## What you will do:
When a line of the entries contains "RedirectToUnauthorized", please list that line.

Saved entries
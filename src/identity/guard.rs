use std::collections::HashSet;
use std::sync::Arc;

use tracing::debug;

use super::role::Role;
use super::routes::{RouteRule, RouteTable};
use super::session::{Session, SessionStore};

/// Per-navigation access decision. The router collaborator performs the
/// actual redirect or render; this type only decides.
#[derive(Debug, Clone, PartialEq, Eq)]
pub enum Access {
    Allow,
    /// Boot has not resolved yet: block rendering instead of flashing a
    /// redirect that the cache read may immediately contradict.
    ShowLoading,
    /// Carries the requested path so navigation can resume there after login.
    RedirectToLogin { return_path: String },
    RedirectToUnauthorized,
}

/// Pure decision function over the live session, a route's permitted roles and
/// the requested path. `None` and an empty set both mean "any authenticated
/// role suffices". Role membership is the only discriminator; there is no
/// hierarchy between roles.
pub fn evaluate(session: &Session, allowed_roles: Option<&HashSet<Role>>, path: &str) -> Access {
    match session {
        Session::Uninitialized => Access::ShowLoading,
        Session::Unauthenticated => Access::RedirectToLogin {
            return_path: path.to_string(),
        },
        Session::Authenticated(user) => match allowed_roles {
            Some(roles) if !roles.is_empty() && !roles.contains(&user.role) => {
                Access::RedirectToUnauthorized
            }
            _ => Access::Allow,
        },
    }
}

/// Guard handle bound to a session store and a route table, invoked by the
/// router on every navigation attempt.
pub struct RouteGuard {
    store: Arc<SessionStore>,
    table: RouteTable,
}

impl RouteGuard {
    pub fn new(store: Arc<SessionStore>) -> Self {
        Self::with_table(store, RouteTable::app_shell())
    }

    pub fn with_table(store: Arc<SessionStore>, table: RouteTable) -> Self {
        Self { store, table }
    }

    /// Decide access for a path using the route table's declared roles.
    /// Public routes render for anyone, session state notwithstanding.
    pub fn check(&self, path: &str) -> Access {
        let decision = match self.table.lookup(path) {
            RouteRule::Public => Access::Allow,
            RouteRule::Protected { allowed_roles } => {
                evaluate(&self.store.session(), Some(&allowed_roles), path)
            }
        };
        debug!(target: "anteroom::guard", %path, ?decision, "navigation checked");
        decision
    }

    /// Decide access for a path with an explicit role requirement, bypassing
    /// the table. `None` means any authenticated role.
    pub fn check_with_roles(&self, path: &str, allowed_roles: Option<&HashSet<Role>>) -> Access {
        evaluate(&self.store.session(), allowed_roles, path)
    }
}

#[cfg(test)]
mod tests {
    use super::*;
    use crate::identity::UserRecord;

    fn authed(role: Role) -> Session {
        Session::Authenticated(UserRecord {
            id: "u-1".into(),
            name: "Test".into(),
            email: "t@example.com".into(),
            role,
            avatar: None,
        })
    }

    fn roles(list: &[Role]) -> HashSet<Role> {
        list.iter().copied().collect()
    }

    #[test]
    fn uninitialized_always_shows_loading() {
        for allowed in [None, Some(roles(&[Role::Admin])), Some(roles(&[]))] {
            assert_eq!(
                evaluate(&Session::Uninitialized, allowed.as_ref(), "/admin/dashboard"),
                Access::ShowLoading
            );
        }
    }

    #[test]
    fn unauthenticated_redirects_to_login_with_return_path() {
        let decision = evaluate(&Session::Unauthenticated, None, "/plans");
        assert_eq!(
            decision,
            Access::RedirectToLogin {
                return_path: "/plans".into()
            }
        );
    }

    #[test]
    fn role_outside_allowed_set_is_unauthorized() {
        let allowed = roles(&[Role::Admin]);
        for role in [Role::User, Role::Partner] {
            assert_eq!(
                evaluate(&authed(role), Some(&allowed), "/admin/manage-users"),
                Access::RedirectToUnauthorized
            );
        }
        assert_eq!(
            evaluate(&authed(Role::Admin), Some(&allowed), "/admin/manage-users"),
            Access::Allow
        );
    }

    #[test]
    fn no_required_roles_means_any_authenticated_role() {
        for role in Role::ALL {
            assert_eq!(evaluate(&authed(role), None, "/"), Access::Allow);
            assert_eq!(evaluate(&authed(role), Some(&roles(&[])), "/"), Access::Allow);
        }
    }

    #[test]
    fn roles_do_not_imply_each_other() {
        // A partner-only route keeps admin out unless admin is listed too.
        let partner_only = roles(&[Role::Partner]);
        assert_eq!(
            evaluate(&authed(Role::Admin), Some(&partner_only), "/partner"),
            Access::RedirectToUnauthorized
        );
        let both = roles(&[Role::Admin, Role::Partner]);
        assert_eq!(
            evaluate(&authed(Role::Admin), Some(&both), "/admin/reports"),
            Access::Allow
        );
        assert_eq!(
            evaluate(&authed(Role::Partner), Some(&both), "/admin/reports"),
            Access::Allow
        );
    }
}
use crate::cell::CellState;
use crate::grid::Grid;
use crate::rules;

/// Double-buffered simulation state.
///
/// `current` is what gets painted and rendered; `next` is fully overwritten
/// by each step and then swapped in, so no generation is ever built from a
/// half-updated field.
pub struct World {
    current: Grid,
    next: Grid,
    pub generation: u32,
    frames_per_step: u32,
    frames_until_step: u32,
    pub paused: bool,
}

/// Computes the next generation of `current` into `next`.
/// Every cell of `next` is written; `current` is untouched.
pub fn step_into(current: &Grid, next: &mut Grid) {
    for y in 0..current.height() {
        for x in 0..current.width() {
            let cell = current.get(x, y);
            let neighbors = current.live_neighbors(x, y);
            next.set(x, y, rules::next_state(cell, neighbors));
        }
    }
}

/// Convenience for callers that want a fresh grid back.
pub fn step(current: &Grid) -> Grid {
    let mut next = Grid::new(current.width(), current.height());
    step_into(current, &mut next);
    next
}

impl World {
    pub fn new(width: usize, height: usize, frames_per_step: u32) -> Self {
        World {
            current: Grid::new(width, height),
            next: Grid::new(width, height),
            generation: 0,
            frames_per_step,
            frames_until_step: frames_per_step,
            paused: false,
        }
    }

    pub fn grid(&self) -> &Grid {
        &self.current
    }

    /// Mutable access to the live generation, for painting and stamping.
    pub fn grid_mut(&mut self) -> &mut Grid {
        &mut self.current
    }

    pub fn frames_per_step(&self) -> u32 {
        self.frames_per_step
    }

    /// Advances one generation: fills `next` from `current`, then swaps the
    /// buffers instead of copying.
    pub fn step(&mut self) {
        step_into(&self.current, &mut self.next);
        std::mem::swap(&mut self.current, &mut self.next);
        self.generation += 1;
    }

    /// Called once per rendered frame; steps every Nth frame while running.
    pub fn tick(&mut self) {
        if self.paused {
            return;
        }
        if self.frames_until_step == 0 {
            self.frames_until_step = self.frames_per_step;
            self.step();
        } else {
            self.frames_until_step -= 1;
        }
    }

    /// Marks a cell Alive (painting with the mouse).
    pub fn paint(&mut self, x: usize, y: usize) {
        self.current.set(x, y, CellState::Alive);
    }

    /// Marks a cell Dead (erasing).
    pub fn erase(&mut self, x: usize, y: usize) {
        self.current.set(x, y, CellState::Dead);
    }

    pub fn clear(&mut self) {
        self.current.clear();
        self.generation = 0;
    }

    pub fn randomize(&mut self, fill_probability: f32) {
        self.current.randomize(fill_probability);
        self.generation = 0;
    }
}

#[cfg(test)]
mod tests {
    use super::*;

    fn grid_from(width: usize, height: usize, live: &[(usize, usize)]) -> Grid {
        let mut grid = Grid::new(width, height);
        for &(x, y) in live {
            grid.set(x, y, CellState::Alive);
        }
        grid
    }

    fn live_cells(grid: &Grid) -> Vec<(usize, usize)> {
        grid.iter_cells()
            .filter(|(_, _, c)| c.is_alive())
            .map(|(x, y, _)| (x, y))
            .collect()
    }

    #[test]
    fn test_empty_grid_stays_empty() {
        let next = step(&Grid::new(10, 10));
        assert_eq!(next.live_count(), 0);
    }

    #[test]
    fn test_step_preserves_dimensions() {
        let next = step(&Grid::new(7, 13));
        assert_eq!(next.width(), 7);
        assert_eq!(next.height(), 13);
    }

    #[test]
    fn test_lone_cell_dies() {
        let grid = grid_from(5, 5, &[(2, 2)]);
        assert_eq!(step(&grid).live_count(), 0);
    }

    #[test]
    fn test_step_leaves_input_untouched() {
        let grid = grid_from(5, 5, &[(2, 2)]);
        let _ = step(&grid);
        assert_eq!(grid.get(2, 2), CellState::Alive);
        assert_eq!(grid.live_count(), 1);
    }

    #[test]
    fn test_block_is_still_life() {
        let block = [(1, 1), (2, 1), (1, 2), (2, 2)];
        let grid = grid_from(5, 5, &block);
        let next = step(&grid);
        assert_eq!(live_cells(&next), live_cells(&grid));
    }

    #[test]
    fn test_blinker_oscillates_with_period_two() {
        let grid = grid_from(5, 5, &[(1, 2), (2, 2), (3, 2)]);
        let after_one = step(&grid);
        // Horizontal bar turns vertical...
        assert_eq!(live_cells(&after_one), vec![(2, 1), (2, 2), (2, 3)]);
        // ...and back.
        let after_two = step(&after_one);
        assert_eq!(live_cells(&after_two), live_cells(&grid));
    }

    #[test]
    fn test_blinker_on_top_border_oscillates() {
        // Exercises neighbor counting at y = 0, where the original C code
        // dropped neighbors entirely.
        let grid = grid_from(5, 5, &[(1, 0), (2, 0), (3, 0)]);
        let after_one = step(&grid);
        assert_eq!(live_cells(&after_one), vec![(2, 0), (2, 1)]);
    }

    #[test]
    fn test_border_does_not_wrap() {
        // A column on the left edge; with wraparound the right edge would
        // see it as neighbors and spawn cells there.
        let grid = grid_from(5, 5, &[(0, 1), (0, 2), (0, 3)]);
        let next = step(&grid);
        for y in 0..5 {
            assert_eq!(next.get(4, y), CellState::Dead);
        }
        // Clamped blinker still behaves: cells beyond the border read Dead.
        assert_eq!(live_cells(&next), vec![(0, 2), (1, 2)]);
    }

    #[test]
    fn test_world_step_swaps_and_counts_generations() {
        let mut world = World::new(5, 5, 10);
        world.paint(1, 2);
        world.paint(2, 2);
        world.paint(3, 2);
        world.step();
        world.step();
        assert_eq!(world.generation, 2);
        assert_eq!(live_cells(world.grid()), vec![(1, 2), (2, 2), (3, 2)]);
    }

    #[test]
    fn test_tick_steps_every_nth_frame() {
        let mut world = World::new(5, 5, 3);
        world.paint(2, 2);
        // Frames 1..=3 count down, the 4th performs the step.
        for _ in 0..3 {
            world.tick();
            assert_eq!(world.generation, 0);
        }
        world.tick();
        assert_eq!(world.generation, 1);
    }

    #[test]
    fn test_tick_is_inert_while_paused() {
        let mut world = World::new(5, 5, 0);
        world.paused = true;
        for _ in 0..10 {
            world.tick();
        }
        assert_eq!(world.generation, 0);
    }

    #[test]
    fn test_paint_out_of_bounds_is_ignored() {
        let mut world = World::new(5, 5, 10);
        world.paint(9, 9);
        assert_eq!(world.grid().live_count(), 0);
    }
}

## Exercise solution:
    RedirectToUnauthorized,
                Access::RedirectToUnauthorized
                Access::RedirectToUnauthorized
            Access::RedirectToUnauthorized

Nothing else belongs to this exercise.